Task goal> Retype all the records with nothing changed.

Exercise input>
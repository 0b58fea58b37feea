//! Mapping from engine values to response bodies.

use std::collections::HashMap;

use api_types::{
    Balance, category::CategoryTotal, flow::FlowView, wallet::WalletView,
};
use axum_extra::extract::{CookieJar, cookie::Cookie};
use engine::{Balances, CategoryTotals, Currency, Flow, Wallet};
use uuid::Uuid;

use crate::{
    ServerError,
    server::{BASE_COOKIE, ServerState},
};

pub(crate) fn balances(balances: &Balances) -> Vec<Balance> {
    balances
        .iter()
        .map(|(currency, amount)| Balance {
            currency: currency.to_string(),
            amount: amount.to_string(),
        })
        .collect()
}

pub(crate) fn wallet(wallet: &Wallet) -> WalletView {
    WalletView {
        id: wallet.id,
        name: wallet.name.clone(),
        owners: wallet.owners.iter().copied().collect(),
        balances: balances(&wallet.balances),
    }
}

pub(crate) fn flow(flow: &Flow, operator: Option<String>) -> FlowView {
    FlowView {
        id: flow.id,
        wallet_id: flow.wallet_id,
        amount: flow.amount.to_string(),
        currency: flow.currency.to_string(),
        category_id: flow.category_id,
        description: flow.description.clone(),
        created_at: flow.created_at,
        operator_id: flow.operator_id,
        operator,
    }
}

/// Category totals with category names, in category id order.
pub(crate) fn category_totals(
    totals: &CategoryTotals,
    names: &HashMap<Uuid, String>,
) -> Vec<CategoryTotal> {
    totals
        .by_currency
        .iter()
        .map(|(category_id, sums)| CategoryTotal {
            category_id: *category_id,
            name: names.get(category_id).cloned().unwrap_or_default(),
            by_currency: balances(sums),
            total: totals
                .by_category
                .get(category_id)
                .copied()
                .unwrap_or_default(),
        })
        .collect()
}

/// Category id to name, for labelling totals.
pub(crate) async fn category_names(
    state: &ServerState,
) -> Result<HashMap<Uuid, String>, ServerError> {
    Ok(state
        .engine
        .categories()
        .await?
        .into_iter()
        .map(|category| (category.id, category.name))
        .collect())
}

/// Base currency of a read view.
///
/// `?base=` wins and is remembered in the base cookie; without it the cookie
/// is used, then the configured default. An unreadable cookie is ignored.
pub(crate) fn base(
    state: &ServerState,
    jar: CookieJar,
    requested: Option<&str>,
) -> Result<(Currency, CookieJar), ServerError> {
    if let Some(code) = requested {
        let base: Currency = code.parse()?;
        let cookie = Cookie::build((BASE_COOKIE, base.to_string()))
            .path("/")
            .build();
        return Ok((base, jar.add(cookie)));
    }
    let base = jar
        .get(BASE_COOKIE)
        .and_then(|cookie| cookie.value().parse().ok())
        .unwrap_or(state.default_base);
    Ok((base, jar))
}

Response>
repository 0b58fea58b37feea
//! Mapping from engine values to response bodies.

use std::collections::HashMap;

use api_types::{
    Balance, category::CategoryTotal, flow::FlowView, wallet::WalletView,
};
use axum_extra::extract::{CookieJar, cookie::Cookie};
use engine::{Balances, CategoryTotals, Currency, Flow, Wallet};
use uuid::Uuid;

use crate::{
    ServerError,
    server::{BASE_COOKIE, ServerState},
};

pub(crate) fn balances(balances: &Balances) -> Vec<Balance> {
    balances
        .iter()
        .map(|(currency, amount)| Balance {
            currency: currency.to_string(),
            amount: amount.to_string(),
        })
        .collect()
}

pub(crate) fn wallet(wallet: &Wallet) -> WalletView {
    WalletView {
        id: wallet.id,
        name: wallet.name.clone(),
        owners: wallet.owners.iter().copied().collect(),
        balances: balances(&wallet.balances),
    }
}

pub(crate) fn flow(flow: &Flow, operator: Option<String>) -> FlowView {
    FlowView {
        id: flow.id,
        wallet_id: flow.wallet_id,
        amount: flow.amount.to_string(),
        currency: flow.currency.to_string(),
        category_id: flow.category_id,
        description: flow.description.clone(),
        created_at: flow.created_at,
        operator_id: flow.operator_id,
        operator,
    }
}

/// Category totals with category names, in category id order.
pub(crate) fn category_totals(
    totals: &CategoryTotals,
    names: &HashMap<Uuid, String>,
) -> Vec<CategoryTotal> {
    totals
        .by_currency
        .iter()
        .map(|(category_id, sums)| CategoryTotal {
            category_id: *category_id,
            name: names.get(category_id).cloned().unwrap_or_default(),
            by_currency: balances(sums),
            total: totals
                .by_category
                .get(category_id)
                .copied()
                .unwrap_or_default(),
        })
        .collect()
}

/// Category id to name, for labelling totals.
pub(crate) async fn category_names(
    state: &ServerState,
) -> Result<HashMap<Uuid, String>, ServerError> {
    Ok(state
        .engine
        .categories()
        .await?
        .into_iter()
        .map(|category| (category.id, category.name))
        .collect())
}

/// Base currency of a read view.
///
/// `?base=` wins and is remembered in the base cookie; without it the cookie
/// is used, then the configured default. An unreadable cookie is ignored.
pub(crate) fn base(
    state: &ServerState,
    jar: CookieJar,
    requested: Option<&str>,
) -> Result<(Currency, CookieJar), ServerError> {
    if let Some(code) = requested {
        let base: Currency = code.parse()?;
        let cookie = Cookie::build((BASE_COOKIE, base.to_string()))
            .path("/")
            .build();
        return Ok((base, jar.add(cookie)));
    }
    let base = jar
        .get(BASE_COOKIE)
        .and_then(|cookie| cookie.value().parse().ok())
        .unwrap_or(state.default_base);
    Ok((base, jar))
}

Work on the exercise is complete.